Repeat each entry in full, exactly.
===== DATA FOR PROCESSING
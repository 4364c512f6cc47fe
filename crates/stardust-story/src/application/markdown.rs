//! Markdown story documents.
//!
//! Layout:
//!
//! ```markdown
//! ---
//! ageRange: 4-8 years
//! estimatedDurationSeconds: 120
//! ---
//! # Story title
//!
//! ## First scene title
//! ![alt text](https://example.com/image.png)
//!
//! Narration paragraphs...
//! ```
//!
//! Front matter is optional. Text before the first `##` heading is ignored.

use pulldown_cmark::{Event, HeadingLevel, Options, Parser, Tag, TagEnd};
use serde::Deserialize;
use stardust_core::error::DomainError;

use crate::domain::story::{Scene, Story};

/// Narration pace used to estimate reading time when the document omits it.
const NARRATION_WORDS_PER_MINUTE: usize = 120;

/// Pause budgeted between scenes when estimating reading time.
const SETTLE_SECONDS_PER_SCENE: usize = 1;

#[derive(Debug, Default, Deserialize)]
#[serde(rename_all = "camelCase")]
struct FrontMatter {
    #[serde(default)]
    age_range: Option<String>,
    #[serde(default)]
    estimated_duration_seconds: Option<u64>,
}

#[derive(Debug, Clone, Copy, PartialEq, Eq)]
enum Capture {
    Nothing,
    FrontMatter,
    StoryTitle,
    SceneTitle,
    Paragraph,
}

#[derive(Debug, Default)]
struct SceneDraft {
    title: String,
    paragraphs: Vec<String>,
    image_url: Option<String>,
    alt_text: String,
}

impl SceneDraft {
    fn into_scene(self) -> Scene {
        Scene::new(
            self.title.trim(),
            self.paragraphs.join(" "),
            self.image_url.unwrap_or_default(),
            self.alt_text.trim(),
        )
    }
}

/// Parses a Markdown story document.
///
/// # Errors
///
/// Returns `DomainError::Validation` if the front matter is not valid YAML
/// or the document has no `##` scene headings.
pub fn parse_markdown_story(source: &str) -> Result<Story, DomainError> {
    let mut front_matter = String::new();
    let mut title = String::new();
    let mut drafts: Vec<SceneDraft> = Vec::new();
    let mut paragraph = String::new();
    let mut capture = Capture::Nothing;
    // Set while inside the first image of the current scene.
    let mut capturing_alt = false;

    for event in Parser::new_ext(source, Options::ENABLE_YAML_STYLE_METADATA_BLOCKS) {
        match event {
            Event::Start(Tag::MetadataBlock(_)) => capture = Capture::FrontMatter,
            Event::Start(Tag::Heading { level, .. }) => {
                capture = match level {
                    HeadingLevel::H1 => Capture::StoryTitle,
                    HeadingLevel::H2 => {
                        drafts.push(SceneDraft::default());
                        Capture::SceneTitle
                    }
                    _ => Capture::Nothing,
                };
            }
            Event::Start(Tag::Paragraph) if !drafts.is_empty() => {
                paragraph.clear();
                capture = Capture::Paragraph;
            }
            Event::Start(Tag::Image { dest_url, .. }) => {
                if let Some(draft) = drafts.last_mut() {
                    if draft.image_url.is_none() {
                        draft.image_url = Some(dest_url.to_string());
                        capturing_alt = true;
                    }
                }
            }
            Event::End(TagEnd::Image) => capturing_alt = false,
            Event::End(TagEnd::Paragraph) => {
                if capture == Capture::Paragraph {
                    let text = paragraph.split_whitespace().collect::<Vec<_>>().join(" ");
                    if let (Some(draft), false) = (drafts.last_mut(), text.is_empty()) {
                        draft.paragraphs.push(text);
                    }
                }
                capture = Capture::Nothing;
            }
            Event::End(TagEnd::MetadataBlock(_) | TagEnd::Heading(_)) => {
                capture = Capture::Nothing;
            }
            Event::Text(text) | Event::Code(text) => {
                if capturing_alt {
                    if let Some(draft) = drafts.last_mut() {
                        draft.alt_text.push_str(&text);
                    }
                    continue;
                }
                match capture {
                    Capture::FrontMatter => front_matter.push_str(&text),
                    Capture::StoryTitle => title.push_str(&text),
                    Capture::SceneTitle => {
                        if let Some(draft) = drafts.last_mut() {
                            draft.title.push_str(&text);
                        }
                    }
                    Capture::Paragraph => paragraph.push_str(&text),
                    Capture::Nothing => {}
                }
            }
            Event::SoftBreak | Event::HardBreak if capture == Capture::Paragraph => {
                paragraph.push(' ');
            }
            _ => {}
        }
    }

    let meta: FrontMatter = if front_matter.trim().is_empty() {
        FrontMatter::default()
    } else {
        serde_yaml::from_str(&front_matter)
            .map_err(|e| DomainError::Validation(format!("invalid front matter: {e}")))?
    };

    let scenes: Vec<Scene> = drafts.into_iter().map(SceneDraft::into_scene).collect();
    let estimated = meta
        .estimated_duration_seconds
        .unwrap_or_else(|| estimate_duration_seconds(&scenes));

    Story::new(
        title.trim(),
        meta.age_range.unwrap_or_default(),
        scenes,
        estimated,
    )
}

/// Estimates reading time from the narration word count.
fn estimate_duration_seconds(scenes: &[Scene]) -> u64 {
    let words: usize = scenes
        .iter()
        .map(|scene| scene.narration_text.split_whitespace().count())
        .sum();
    let seconds = (words * 60).div_ceil(NARRATION_WORDS_PER_MINUTE)
        + scenes.len() * SETTLE_SECONDS_PER_SCENE;
    u64::try_from(seconds).unwrap_or(u64::MAX)
}

#[cfg(test)]
mod tests {
    use super::*;

    const LUNA: &str = "---
ageRange: 4-8 years
---
# Luna's Mars Adventure

An intro paragraph that is not part of any scene.

## The Journey Begins
![Mars from space](https://img/mars.png)

Luna looked up at the
twinkling stars.

She dreamed of Mars.

## Landing on Mars

With a gentle bump, the ship landed.
";

    #[test]
    fn test_parse_markdown_builds_scenes_from_h2_sections() {
        // Act
        let story = parse_markdown_story(LUNA).unwrap();

        // Assert
        assert_eq!(story.title(), "Luna's Mars Adventure");
        assert_eq!(story.age_range(), "4-8 years");
        assert_eq!(story.scene_count(), 2);

        let first = &story.scenes()[0];
        assert_eq!(first.title, "The Journey Begins");
        assert_eq!(first.image_url, "https://img/mars.png");
        assert_eq!(first.alt_text, "Mars from space");
        assert_eq!(
            first.narration_text,
            "Luna looked up at the twinkling stars. She dreamed of Mars."
        );

        let second = &story.scenes()[1];
        assert_eq!(second.image_url, "");
        assert_eq!(second.narration_text, "With a gentle bump, the ship landed.");
    }

    #[test]
    fn test_parse_markdown_estimates_duration_when_missing() {
        // 18 words -> ceil(18 * 60 / 120) = 9 seconds, plus 1 per scene.
        let story = parse_markdown_story(LUNA).unwrap();
        assert_eq!(story.estimated_duration_seconds(), 11);
    }

    #[test]
    fn test_parse_markdown_prefers_front_matter_duration() {
        let source = "---\nestimatedDurationSeconds: 240\n---\n# T\n\n## S\n\nHello.\n";
        let story = parse_markdown_story(source).unwrap();
        assert_eq!(story.estimated_duration_seconds(), 240);
        assert_eq!(story.age_range(), "");
    }

    #[test]
    fn test_parse_markdown_without_scenes_is_rejected() {
        let result = parse_markdown_story("# Lonely title\n\nJust words.\n");
        assert!(matches!(result, Err(DomainError::Validation(_))));
    }

    #[test]
    fn test_parse_markdown_rejects_broken_front_matter() {
        let source = "---\nageRange: [unclosed\n---\n# T\n\n## S\n\nHi.\n";
        let result = parse_markdown_story(source);
        match result {
            Err(DomainError::Validation(message)) => assert!(message.contains("front matter")),
            other => panic!("expected Validation error, got {other:?}"),
        }
    }
}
==========
### [EXERCISE OUTPUT]
repository 4364c512f6cc47fe
filename crates/stardust-story/src/application/markdown.rs
//! Markdown story documents.
//!
//! Layout:
//!
//! ```markdown
//! ---
//! ageRange: 4-8 years
//! estimatedDurationSeconds: 120
//! ---
//! # Story title
//!
//! ## First scene title
//! ![alt text](https://example.com/image.png)
//!
//! Narration paragraphs...
//! ```
//!
//! Front matter is optional. Text before the first `##` heading is ignored.

use pulldown_cmark::{Event, HeadingLevel, Options, Parser, Tag, TagEnd};
use serde::Deserialize;
use stardust_core::error::DomainError;

use crate::domain::story::{Scene, Story};

/// Narration pace used to estimate reading time when the document omits it.
const NARRATION_WORDS_PER_MINUTE: usize = 120;

/// Pause budgeted between scenes when estimating reading time.
const SETTLE_SECONDS_PER_SCENE: usize = 1;

#[derive(Debug, Default, Deserialize)]
#[serde(rename_all = "camelCase")]
struct FrontMatter {
    #[serde(default)]
    age_range: Option<String>,
    #[serde(default)]
    estimated_duration_seconds: Option<u64>,
}

#[derive(Debug, Clone, Copy, PartialEq, Eq)]
enum Capture {
    Nothing,
    FrontMatter,
    StoryTitle,
    SceneTitle,
    Paragraph,
}

#[derive(Debug, Default)]
struct SceneDraft {
    title: String,
    paragraphs: Vec<String>,
    image_url: Option<String>,
    alt_text: String,
}

impl SceneDraft {
    fn into_scene(self) -> Scene {
        Scene::new(
            self.title.trim(),
            self.paragraphs.join(" "),
            self.image_url.unwrap_or_default(),
            self.alt_text.trim(),
        )
    }
}

/// Parses a Markdown story document.
///
/// # Errors
///
/// Returns `DomainError::Validation` if the front matter is not valid YAML
/// or the document has no `##` scene headings.
pub fn parse_markdown_story(source: &str) -> Result<Story, DomainError> {
    let mut front_matter = String::new();
    let mut title = String::new();
    let mut drafts: Vec<SceneDraft> = Vec::new();
    let mut paragraph = String::new();
    let mut capture = Capture::Nothing;
    // Set while inside the first image of the current scene.
    let mut capturing_alt = false;

    for event in Parser::new_ext(source, Options::ENABLE_YAML_STYLE_METADATA_BLOCKS) {
        match event {
            Event::Start(Tag::MetadataBlock(_)) => capture = Capture::FrontMatter,
            Event::Start(Tag::Heading { level, .. }) => {
                capture = match level {
                    HeadingLevel::H1 => Capture::StoryTitle,
                    HeadingLevel::H2 => {
                        drafts.push(SceneDraft::default());
                        Capture::SceneTitle
                    }
                    _ => Capture::Nothing,
                };
            }
            Event::Start(Tag::Paragraph) if !drafts.is_empty() => {
                paragraph.clear();
                capture = Capture::Paragraph;
            }
            Event::Start(Tag::Image { dest_url, .. }) => {
                if let Some(draft) = drafts.last_mut() {
                    if draft.image_url.is_none() {
                        draft.image_url = Some(dest_url.to_string());
                        capturing_alt = true;
                    }
                }
            }
            Event::End(TagEnd::Image) => capturing_alt = false,
            Event::End(TagEnd::Paragraph) => {
                if capture == Capture::Paragraph {
                    let text = paragraph.split_whitespace().collect::<Vec<_>>().join(" ");
                    if let (Some(draft), false) = (drafts.last_mut(), text.is_empty()) {
                        draft.paragraphs.push(text);
                    }
                }
                capture = Capture::Nothing;
            }
            Event::End(TagEnd::MetadataBlock(_) | TagEnd::Heading(_)) => {
                capture = Capture::Nothing;
            }
            Event::Text(text) | Event::Code(text) => {
                if capturing_alt {
                    if let Some(draft) = drafts.last_mut() {
                        draft.alt_text.push_str(&text);
                    }
                    continue;
                }
                match capture {
                    Capture::FrontMatter => front_matter.push_str(&text),
                    Capture::StoryTitle => title.push_str(&text),
                    Capture::SceneTitle => {
                        if let Some(draft) = drafts.last_mut() {
                            draft.title.push_str(&text);
                        }
                    }
                    Capture::Paragraph => paragraph.push_str(&text),
                    Capture::Nothing => {}
                }
            }
            Event::SoftBreak | Event::HardBreak if capture == Capture::Paragraph => {
                paragraph.push(' ');
            }
            _ => {}
        }
    }

    let meta: FrontMatter = if front_matter.trim().is_empty() {
        FrontMatter::default()
    } else {
        serde_yaml::from_str(&front_matter)
            .map_err(|e| DomainError::Validation(format!("invalid front matter: {e}")))?
    };

    let scenes: Vec<Scene> = drafts.into_iter().map(SceneDraft::into_scene).collect();
    let estimated = meta
        .estimated_duration_seconds
        .unwrap_or_else(|| estimate_duration_seconds(&scenes));

    Story::new(
        title.trim(),
        meta.age_range.unwrap_or_default(),
        scenes,
        estimated,
    )
}

/// Estimates reading time from the narration word count.
fn estimate_duration_seconds(scenes: &[Scene]) -> u64 {
    let words: usize = scenes
        .iter()
        .map(|scene| scene.narration_text.split_whitespace().count())
        .sum();
    let seconds = (words * 60).div_ceil(NARRATION_WORDS_PER_MINUTE)
        + scenes.len() * SETTLE_SECONDS_PER_SCENE;
    u64::try_from(seconds).unwrap_or(u64::MAX)
}

#[cfg(test)]
mod tests {
    use super::*;

    const LUNA: &str = "---
ageRange: 4-8 years
---
# Luna's Mars Adventure

An intro paragraph that is not part of any scene.

## The Journey Begins
![Mars from space](https://img/mars.png)

Luna looked up at the
twinkling stars.

She dreamed of Mars.

## Landing on Mars

With a gentle bump, the ship landed.
";

    #[test]
    fn test_parse_markdown_builds_scenes_from_h2_sections() {
        // Act
        let story = parse_markdown_story(LUNA).unwrap();

        // Assert
        assert_eq!(story.title(), "Luna's Mars Adventure");
        assert_eq!(story.age_range(), "4-8 years");
        assert_eq!(story.scene_count(), 2);

        let first = &story.scenes()[0];
        assert_eq!(first.title, "The Journey Begins");
        assert_eq!(first.image_url, "https://img/mars.png");
        assert_eq!(first.alt_text, "Mars from space");
        assert_eq!(
            first.narration_text,
            "Luna looked up at the twinkling stars. She dreamed of Mars."
        );

        let second = &story.scenes()[1];
        assert_eq!(second.image_url, "");
        assert_eq!(second.narration_text, "With a gentle bump, the ship landed.");
    }

    #[test]
    fn test_parse_markdown_estimates_duration_when_missing() {
        // 18 words -> ceil(18 * 60 / 120) = 9 seconds, plus 1 per scene.
        let story = parse_markdown_story(LUNA).unwrap();
        assert_eq!(story.estimated_duration_seconds(), 11);
    }

    #[test]
    fn test_parse_markdown_prefers_front_matter_duration() {
        let source = "---\nestimatedDurationSeconds: 240\n---\n# T\n\n## S\n\nHello.\n";
        let story = parse_markdown_story(source).unwrap();
        assert_eq!(story.estimated_duration_seconds(), 240);
        assert_eq!(story.age_range(), "");
    }

    #[test]
    fn test_parse_markdown_without_scenes_is_rejected() {
        let result = parse_markdown_story("# Lonely title\n\nJust words.\n");
        assert!(matches!(result, Err(DomainError::Validation(_))));
    }

    #[test]
    fn test_parse_markdown_rejects_broken_front_matter() {
        let source = "---\nageRange: [unclosed\n---\n# T\n\n## S\n\nHi.\n";
        let result = parse_markdown_story(source);
        match result {
            Err(DomainError::Validation(message)) => assert!(message.contains("front matter")),
            other => panic!("expected Validation error, got {other:?}"),
        }
    }
}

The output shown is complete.